Serviteur zélé du régime, lauréat de trois prix Staline – le premier pour cette œuvre –, Reinhold Glière, malgré une production abondante et personnelle, n’est plus guère connu que comme compositeur de ballets, et l’un des premiers professeurs de Prokofiev. Son Concerto pour colorature n’est que rarement joué, même en Russie. Sauf oubli, Natalie Dessay a été la dernière à chanter et enregistrer cette vocalise, il y a vingt ans… C’est un authentique concerto, où la voix est traitée comme un instrument soliste virtuose, avec un orchestre qui lui donne la réplique. Albina Shagimuratova n’est guère connue en France que pour être une Reine de la Nuit d’exception. cependant son large répertoire lui permet d’illustrer l’opéra russe tout autant que Rossini et Verdi. La voix est ample et riche, mûre, somptueuse, d’une égalité absolue dans toute la tessiture, avec un souffle long et, surtout, une facilité prodigieuse du registre de colorature, des aigus clairs, colorés et brillants. Elle se joue des traits de plus en plus périlleux avec une aisance incroyable : La perfection, chargée d’émotion. Son dialogue avec la clarinette, son jeu d’écho avec les bois, ses trilles admirables, ses arpèges les plus riches et les plus étendus, tout force l’admiration et l’émotion. On comprend mieux pourquoi, malgré les séductions incontestables de l’œuvre, celle-ci soit si rare au concert, et même à l’enregistrement.

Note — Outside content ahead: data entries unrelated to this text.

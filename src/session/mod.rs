//! 会话状态机 - 按当前协议阶段解释服务器消息和用户输入
//!
//! 状态机本身不做任何 I/O，只返回一组 [`Effect`] 交给事件循环执行。

mod render;
mod state;

pub use state::{FeatureSet, SessionState};

use crate::display::Render;
use crate::framing::Encoding;
use crate::history::LogEntry;
use crate::input::{UserInput, classify_line};
use crate::message::{FIELD_SEPARATOR, IcbMessage, MessageKind};
use chrono::{DateTime, Local};
use tracing::{debug, info, trace};

/// 服务器不支持 ping 时返回的错误文本
const PING_UNSUPPORTED: &str = "Undefined message type 108";

/// 协议错误，全部是致命错误
#[derive(Debug, thiserror::Error)]
pub enum ProtocolError {
    #[error("在 {state} 阶段收到意外的消息类型 '{kind}'")]
    UnexpectedMessage { kind: char, state: SessionState },

    #[error("收到无效的 '{kind}' 类型消息: {reason}")]
    InvalidMessage { kind: char, reason: &'static str },

    #[error("不支持的协议版本: {0}")]
    UnsupportedVersion(String),
}

/// 会话结束原因
#[derive(Debug, Clone, Copy, PartialEq, Eq)]
pub enum ExitReason {
    /// 服务器发送了 'g'
    ServerFarewell,
    /// 非聊天阶段收到服务器错误
    ServerError,
    /// 服务器关闭了连接
    ConnectionClosed,
    /// 标准输入结束
    InputClosed,
    /// 收到退出信号
    Interrupted,
    /// 服务器长时间无响应
    Timeout,
}

impl ExitReason {
    /// 是否应以失败状态退出
    pub fn is_failure(self) -> bool {
        matches!(self, ExitReason::ServerError | ExitReason::Timeout)
    }
}

/// 状态机的输出
#[derive(Debug, Clone, PartialEq, Eq)]
pub enum Effect {
    /// 发送给服务器
    Transmit(IcbMessage),
    /// 显示到终端
    Render(Render),
    /// 写入聊天记录
    Log(LogEntry),
    /// 结束会话
    Exit(ExitReason),
}

/// 本端身份
#[derive(Debug, Clone, PartialEq, Eq)]
pub struct Identity {
    pub nick: String,
    pub room: String,
    /// 服务器主机名，服务器错误以它为作者显示
    pub host: String,
}

#[derive(Debug)]
pub struct Session {
    state: SessionState,
    features: FeatureSet,
    identity: Identity,
    /// 当前命令已收到的输出行数
    command_results: usize,
}

impl Session {
    pub fn new(identity: Identity, features: FeatureSet) -> Self {
        Self {
            state: SessionState::Connecting,
            features,
            identity,
            command_results: 0,
        }
    }

    pub fn state(&self) -> SessionState {
        self.state
    }

    pub fn features(&self) -> FeatureSet {
        self.features
    }

    pub fn identity(&self) -> &Identity {
        &self.identity
    }

    /// 发送方向使用的编码
    pub fn encoding(&self) -> Encoding {
        if self.features.contains(FeatureSet::EXT_PKT) {
            Encoding::Extended
        } else {
            Encoding::Standard
        }
    }

    /// 保活探测消息：支持 ping 时发 'l'，否则发 'n'
    pub fn keepalive_message(&self) -> IcbMessage {
        if self.features.contains(FeatureSet::PING) {
            IcbMessage::new(MessageKind::Ping, Vec::new())
        } else {
            IcbMessage::new(MessageKind::NoOp, Vec::new())
        }
    }

    /// TCP 连接建立
    pub fn on_connected(&mut self) -> Vec<Effect> {
        if self.state != SessionState::Connecting {
            debug!("连接完成通知重复出现，忽略");
            return Vec::new();
        }
        self.state = SessionState::Connected;
        info!("已连接到 {}", self.identity.host);
        vec![Effect::Render(Render::trusted("connected\n"))]
    }

    pub fn handle_message(&mut self, msg: &IcbMessage) -> Result<Vec<Effect>, ProtocolError> {
        self.handle_message_at(msg, Local::now())
    }

    /// 处理一个服务器消息，`now` 用于聊天行的时间戳
    pub fn handle_message_at(&mut self, msg: &IcbMessage, now: DateTime<Local>) -> Result<Vec<Effect>, ProtocolError> {
        let kind = msg.kind();
        trace!("阶段 {} 收到 '{}' 类型消息，{} 字节", self.state, kind, msg.data.len());

        match kind {
            MessageKind::Login => {
                self.expect_state(kind, self.state == SessionState::LoginSent)?;
                self.state = SessionState::Chat;
                info!("以 {} 身份登录房间 {}", self.identity.nick, self.identity.room);
                Ok(vec![Effect::Render(Render::Trusted(format!(
                    "Logged in to room {} as {}\n",
                    self.identity.room, self.identity.nick
                )))])
            }

            MessageKind::Open | MessageKind::Personal | MessageKind::Status | MessageKind::Important => {
                self.expect_chatting(kind)?;
                let text = msg.text();
                let Some((author, body)) = text.split_once(FIELD_SEPARATOR as char) else {
                    return Err(invalid(kind, "missing text"));
                };
                Ok(incoming_chat(msg.kind, author, Render::untrusted(body), now))
            }

            MessageKind::Error => Ok(self.handle_error(msg, now)),

            MessageKind::Exit => {
                self.expect_chatting(kind)?;
                info!("服务器结束会话");
                Ok(vec![
                    Effect::Render(Render::trusted("ICB: server said bye-bye\n")),
                    Effect::Exit(ExitReason::ServerFarewell),
                ])
            }

            MessageKind::CommandOutput => {
                self.expect_chatting(kind)?;
                self.handle_command_output(msg)
            }

            MessageKind::Protocol => {
                self.expect_state(kind, self.state == SessionState::Connected)?;
                self.handle_protocol(msg)
            }

            MessageKind::Beep => {
                self.expect_chatting(kind)?;
                Ok(incoming_chat(msg.kind, "SERVER", Render::trusted("\x07BEEP!"), now))
            }

            MessageKind::Ping => Ok(vec![Effect::Transmit(IcbMessage::new(
                MessageKind::Pong,
                msg.data.clone(),
            ))]),

            MessageKind::Pong => Ok(Vec::new()),

            MessageKind::NoOp => {
                self.expect_chatting(kind)?;
                Ok(Vec::new())
            }

            MessageKind::Command | MessageKind::Unknown(_) => {
                debug!("忽略不支持的消息类型 '{}'", kind);
                Ok(vec![Effect::Render(Render::Trusted(format!(
                    "unsupported message of type '{}', ignored\n",
                    kind
                )))])
            }
        }
    }

    /// 处理用户输入的一行
    pub fn submit_line(&mut self, line: &str) -> Vec<Effect> {
        let Some(input) = classify_line(line) else {
            return Vec::new();
        };

        match input {
            UserInput::Public(text) => vec![
                Effect::Log(LogEntry::outgoing(
                    MessageKind::Open.code(),
                    self.identity.nick.clone(),
                    text.clone(),
                )),
                Effect::Transmit(IcbMessage::new(MessageKind::Open, text)),
            ],
            UserInput::Private { peer, text, payload } => vec![
                Effect::Log(LogEntry::outgoing(MessageKind::Personal.code(), peer, text)),
                Effect::Transmit(IcbMessage::new(MessageKind::Command, payload)),
            ],
            UserInput::Command { name, payload } => {
                if self.state == SessionState::Chat {
                    self.state = SessionState::CommandSent;
                    self.command_results = 0;
                }
                debug!("发送命令 /{}", name);
                vec![Effect::Transmit(IcbMessage::new(MessageKind::Command, payload))]
            }
        }
    }

    fn handle_protocol(&mut self, msg: &IcbMessage) -> Result<Vec<Effect>, ProtocolError> {
        let text = msg.text();
        let mut fields = text.splitn(3, FIELD_SEPARATOR as char);
        let version = fields.next().unwrap_or_default();
        let host_id = fields.next().unwrap_or("HIDDEN");
        let server_id = fields.next().unwrap_or("unknown implementation");

        if version != "1" {
            return Err(ProtocolError::UnsupportedVersion(version.to_string()));
        }
        debug!("服务器 {} ({}) 使用协议版本 {}", host_id, server_id, version);

        let Identity { nick, room, .. } = &self.identity;
        let login = format!("{nick}\x01{nick}\x01{room}\x01login\x01");
        self.state = SessionState::LoginSent;
        Ok(vec![Effect::Transmit(IcbMessage::new(MessageKind::Login, login))])
    }

    fn handle_error(&mut self, msg: &IcbMessage, now: DateTime<Local>) -> Vec<Effect> {
        let text = msg.text();
        if text == PING_UNSUPPORTED {
            self.features.remove(FeatureSet::PING);
            debug!("服务器不支持 ping，改用 no-op 保活");
            return Vec::new();
        }

        let mut effects = vec![Effect::Render(Render::trusted("\x07"))];
        effects.extend(incoming_chat(msg.kind, &self.identity.host, Render::untrusted(&*text), now));

        match self.state {
            SessionState::Chat => {}
            SessionState::CommandSent => self.state = SessionState::Chat,
            _ => effects.push(Effect::Exit(ExitReason::ServerError)),
        }
        effects
    }

    fn handle_command_output(&mut self, msg: &IcbMessage) -> Result<Vec<Effect>, ProtocolError> {
        let text = msg.text();
        let Some((output_type, body)) = text.split_once(FIELD_SEPARATOR as char) else {
            return Err(invalid(msg.kind(), "missing output type"));
        };

        let renders = match output_type {
            "co" => {
                self.command_results += 1;
                vec![Render::untrusted(body), Render::trusted("\n")]
            }
            "ec" => {
                if self.state == SessionState::CommandSent {
                    debug!("命令输出结束，共 {} 行", self.command_results);
                    self.state = SessionState::Chat;
                }
                vec![Render::untrusted(body), Render::trusted("\n")]
            }
            "wl" => render::user_list_row(body),
            "wg" => render::group_list_row(body, &self.identity.room),
            "wh" | "gh" | "ch" | "c" => Vec::new(),
            _ => return Err(invalid(msg.kind(), "unsupported output type")),
        };
        Ok(renders.into_iter().map(Effect::Render).collect())
    }

    fn expect_chatting(&self, kind: MessageKind) -> Result<(), ProtocolError> {
        self.expect_state(kind, self.state.is_chatting())
    }

    fn expect_state(&self, kind: MessageKind, allowed: bool) -> Result<(), ProtocolError> {
        if allowed {
            Ok(())
        } else {
            Err(ProtocolError::UnexpectedMessage {
                kind: kind.code() as char,
                state: self.state,
            })
        }
    }
}

fn invalid(kind: MessageKind, reason: &'static str) -> ProtocolError {
    ProtocolError::InvalidMessage {
        kind: kind.code() as char,
        reason,
    }
}

/// 收到的聊天行：记录并显示
fn incoming_chat(kind: u8, author: &str, text: Render, now: DateTime<Local>) -> Vec<Effect> {
    let mut effects = vec![Effect::Log(LogEntry::incoming(kind, author, text.as_str()))];
    effects.extend(render::chat_line(kind, author, text, now).into_iter().map(Effect::Render));
    effects
}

Voulue comme telle, la cantate Octobre, composée pour le vingtième anniversaire de la Révolution russe, est une des plus impressionnantes partitions de notre histoire musicale. Ecrite pour flatter Staline, avec la volonté d’exalter et de conforter la foi des fidèles, elle mobilise des moyens extraordinaires, vocaux et instrumentaux. La partition, plus que toute autre, laisse partagé. On y trouve une indéniable force expressive, l’orchestration de tel passage qui annonce Alexandre Nevski, le motorisme de tel autre, mais aussi les ficelles les plus vulgaires (scansion syllabique du chœur homophone, progressions spectaculaires, inexorables d’une armée musicale démesurée, l’usage machiste du chœur – aux femmes la plainte, aux hommes la volonté – , motifs simplistes). Musicalement, la force dramatique ne serait pas altérée si on remplaçait le texte de ce credo à la gloire de l’Union soviétique, du Parti communiste et de Staline par l’adoration et la soumission à telle ou telle puissance réelle ou imaginaire. Le texte russe (traduit en surtitrage, comme dans le programme) peut nous glacer d’horreur, ou paraître maintenant d’un ridicule absolu, son chant vigoureux par la centaine de choristes mobilisés pour la circonstance, galvanisés par la direction et le caractère grandiose de leur contribution, confère une puissance extraordinaire à ces pages. La cohésion parfaite, l’engagement absolu participent efficacement à soulever l’enthousiasme. On en sort confondu, partagé entre l’admiration pour la qualité de la mise en place, par la force expressive, inouïe, de l’oeuvre, et entre l’effroi à la pensée qu’elle servait un régime totalitaire dont les crimes et les horreurs perdureront jusqu’à son effondrement.
Qui des auditeurs pourrait imaginer que Vladimir Fedosseyev fêtera ses 85 ans dans une semaine ? Un vétéran d’une vitalité incroyable. Alerte, avec toujours la partition, il dirige mains nues, mais de tout son corps, dont la souplesse élégante rappelle les mouvements du qi gong. D’une précision redoutable, sa direction déliée, nerveuse si besoin est, galvanise l’Orchestre Philharmonique et les chœurs de Radio France. Rien ne lui échappe, il est le démiurge auquel tout obéit, prend forme, relief, couleur. Il trace, dessine, sculpte, grave, burine, découpe, broie. Les lignes les plus sinueuses, les arrachements sauvages sont un régal. Son plaisir partagé par tous les interprètes se lit autant qu’il s’écoute. Un moment inoubliable.